Brown (1982) menyatakan bahwa ukuran minimal kepiting dan lobster yang diperbolehkan ditangkap menurut di wilayah Inggris masingmasing adalah
115 mm dan 80 mm. Kemudian Brown melakukan penelitian yang bertujuan untuk menemukan ukuran dan bentuk escape gap pada bubu yang dapat menangkap kepiting dan lobster yang layak tangkap dan meloloskan kepiting dan lobster yang belum layak tangkap. Untuk kepiting, Brown menggunakan escape gap berbentuk segi empat dengan ukuran: 38 mm x 74 mm, 38 mm x 115 mm, dan 42 mm x 74 mm. Adapun untuk lobster, Brown menggunakan escape gap dengan ukuran 42 mm x 100 mm, dan 42 mm x 74 mm. Hasil penelitian menunjukkan semua ukuran escape gap dapat menurunkan secara signifikan tertangkapnya kepiting dan lobster yang belum layak tangkap. Namun, untuk lobster escape gap yang terbaik adalah yang berukuran 38 mm x 74 mm, escape gap dengan ukuran ini dapat mengurangi kepiting yang tidak layak tangkap hingga 34% dan meningkatkan hasil tangkapan kepiting yang layak tangkap hingga 125%. Adapun untuk lobster, escape gap yang terbaik adalah yang berukuran 42 mm x 100 mm, escape gap dengan ukuran ini mendapat hasil tangkapan lobster yang tidak layak tangkap sangat sedikit, sedangkan hasil tangkapan lobster yang layak tangkap naik hingga 350%. Pada perikanan lobster dan kepiting, escape gap yang paling tepat adalah yang berukuran 42 mm x 72 mm.

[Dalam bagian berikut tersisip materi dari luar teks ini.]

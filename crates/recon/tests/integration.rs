use std::collections::BTreeMap;

use reqsync_core::{Attributes, NormalizedStatus, RequirementRecord};
use reqsync_recon::conflict::detect_conflicts;
use reqsync_recon::engine::run;
use reqsync_recon::harmonize::StatusHarmonizer;
use reqsync_recon::model::UnmatchedReason;

fn master(id: &str) -> RequirementRecord {
    RequirementRecord {
        id: id.into(),
        ..Default::default()
    }
}

fn response(id: &str, status: Option<&str>, comment: Option<&str>) -> RequirementRecord {
    let mut attributes = Attributes::new();
    if let Some(status) = status {
        attributes.push("ReqIF-WF.SupplierStatus".into(), status.into());
    }
    if let Some(comment) = comment {
        attributes.push("ReqIF-WF.SupplierComment".into(), comment.into());
    }
    RequirementRecord {
        id: id.into(),
        attributes,
        ..Default::default()
    }
}

// -------------------------------------------------------------------------
// Review cycle end-to-end
// -------------------------------------------------------------------------

#[test]
fn review_cycle_with_overrides_and_conflicts() {
    let masters: Vec<RequirementRecord> =
        ["R1", "R2", "R3", "R4"].iter().map(|id| master(id)).collect();

    // Acme's vocabulary is nonstandard enough to need an override table.
    let mut harmonizer = StatusHarmonizer::new();
    harmonizer
        .load_overrides_toml(
            r#"
[suppliers.acme]
"ok-ish" = "Rejected"
"done deal" = "Accepted"
"#,
        )
        .unwrap();

    let suppliers = vec![
        (
            "acme".to_string(),
            vec![
                response("R1", Some("done deal"), None),
                response("R2", Some("ok-ish"), Some("tolerances too tight")),
                response("R3", Some("compliant"), None),
            ],
        ),
        (
            "globex".to_string(),
            vec![
                response("R1", Some("not agreed"), Some("cost impact")),
                response("R2", Some("accepted"), None),
                response("R3", None, None),
                response("R5", Some("ok"), None),
            ],
        ),
    ];

    let report = run(&masters, &suppliers, &mut harmonizer);

    // Matches: acme 3, globex 3 (R5 has no master).
    assert_eq!(report.summary.total_matches, 6);
    assert_eq!(
        report.supplier_results["globex"].unmatched,
        vec![UnmatchedReason::NoMasterMatch { id: "R5".into() }]
    );

    // R1 conflicts (Accepted vs Rejected), R2 conflicts (Rejected via
    // override vs Accepted). R3 does not: one real status plus NotSet.
    assert_eq!(report.conflicts.conflicted_requirements, 2);
    assert!(report.conflicts.conflicts.contains_key("R1"));
    assert!(report.conflicts.conflicts.contains_key("R2"));
    assert!(!report.conflicts.conflicts.contains_key("R3"));
    assert!((report.conflicts.conflict_percentage - 50.0).abs() < f64::EPSILON);

    let r2 = &report.conflicts.conflicts["R2"];
    assert_eq!(
        r2.statuses[&NormalizedStatus::Rejected],
        vec!["acme".to_string()]
    );
    assert_eq!(
        r2.statuses[&NormalizedStatus::Accepted],
        vec!["globex".to_string()]
    );

    // Override hits show up in the harmonizer's counters.
    assert_eq!(harmonizer.stats().override_hits, 2);
    assert_eq!(harmonizer.stats().unknown_fallbacks, 0);
}

#[test]
fn detect_conflicts_direct_api() {
    let masters = vec![master("R1")];
    let suppliers = vec![
        ("acme".to_string(), vec![response("R1", Some("yes"), None)]),
        ("globex".to_string(), vec![response("R1", Some("no"), None)]),
    ];
    let mut harmonizer = StatusHarmonizer::new();
    let report = run(&masters, &suppliers, &mut harmonizer);

    let all_matches: Vec<_> = report
        .supplier_results
        .values()
        .flat_map(|output| output.matches.iter().cloned())
        .collect();

    let conflict = detect_conflicts("R1", &all_matches).unwrap();
    assert_eq!(conflict.contributing_suppliers(), vec!["acme", "globex"]);
    assert!(detect_conflicts("R2", &all_matches).is_none());
}

#[test]
fn comments_travel_with_matches() {
    let masters = vec![master("R1")];
    let suppliers = vec![(
        "acme".to_string(),
        vec![response("R1", Some("unclear"), Some("which variant applies?"))],
    )];
    let mut harmonizer = StatusHarmonizer::new();
    let report = run(&masters, &suppliers, &mut harmonizer);

    let matched = &report.supplier_results["acme"].matches[0];
    assert_eq!(matched.normalized_status, NormalizedStatus::ClarificationNeeded);
    assert_eq!(matched.raw_status.as_deref(), Some("unclear"));
    assert_eq!(matched.comment.as_deref(), Some("which variant applies?"));
}

#[test]
fn one_harmonizer_per_run_keeps_counters_scoped() {
    let masters = vec![master("R1")];
    let suppliers = vec![(
        "acme".to_string(),
        vec![response("R1", Some("gibberish value"), None)],
    )];

    let mut first = StatusHarmonizer::new();
    let first_report = run(&masters, &suppliers, &mut first);
    assert_eq!(first_report.summary.unknown_statuses, 1);
    assert_eq!(first.unknown_samples(), ["gibberish value"]);

    let mut second = StatusHarmonizer::new();
    let second_report = run(&masters, &suppliers, &mut second);
    assert_eq!(second_report.summary.unknown_statuses, 1);
}

#[test]
fn mapping_table_round_trips_through_plain_maps() {
    let mut mappings = BTreeMap::new();
    mappings.insert("will comply".to_string(), "Accepted".to_string());
    mappings.insert("garbage target".to_string(), "NoSuchStatus".to_string());

    let mut harmonizer = StatusHarmonizer::new();
    harmonizer.load_overrides("acme", &mappings);

    assert_eq!(
        harmonizer.normalize(Some("Will Comply"), Some("acme")),
        NormalizedStatus::Accepted
    );
    // Invalid normalized names degrade to NotSet instead of failing the load.
    assert_eq!(
        harmonizer.normalize(Some("garbage target"), Some("acme")),
        NormalizedStatus::NotSet
    );
}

Begitupun Eldridge et al. (1979) vide Iskandar (2006) melakukan suatu penelitian berseri menggunakan escape gap untuk mendapatkan konfigurasi escape gap yang terbaik untuk menangkap blue crab (Callinectes sapidus). Pada fase pertama yang dilakukan pada tahun 1977 ditujukan untuk mendapatkan ukuran dan jumlah escape gap berbetuk empat persegi panjang yang efektif untuk mengurangi hasil tangkapan blue crab yang belum layak tangkap di pantai Charleston South Carolina. Di daerah tersebut blue crab dengan ukuran karapas <127 mm disebut sublegal (belum layak tangkap). Percobaan dengan mengguankan escape gap yang berukuran 1.75 mm x 1.5 mm, 2.0 mm x 1.5 mm, 2.125 mm x 1.5 mm, 2.25 mm x 1.5 mm, dan 2.5 mm x 1.5 mm, menunjukan bahwa escape gap dengan ukuran 1.5 mm x 2.125 mm dan 1.5 mm x 2.25 mm mengurangi hasl tangkapan blue crab yang belum layak tangkap (sublegal size) sebanyak 43.53 % dan 58.91%.
2.5.3 Posisi dan jumlah
Jirapunpipat et al. (2008) melakukan penelitian dengan menggunakan escape gap berbentuk kotak. Jumlah escape gap yang dipasang pada masing masing bubu adalah 5 buah. Kelima escape gap ini dipasang pada lokasi berbeda, pertama dibagian sudut sisi miring pintu masuk, kedua dipasang di sisi bagian atas, ketiga dipasang di sisi bagian bawah, keempat dipasang di atas bagian tengah, dan kelima dipasang di tengah sisi miring pintu masuk. Hasil penelitian menunjukkan bahwa kepiting lebih banyak keluar dari escape gap yang dipasang pada sisi bagian bawah. Selain itu, semakin banyak jumlah escape gap, akan memberikan peluang yang lebih besar bagi kepiting untuk keluar. Hal ini dikarenakan kepiting akan lebih mudah menemukan escape gap.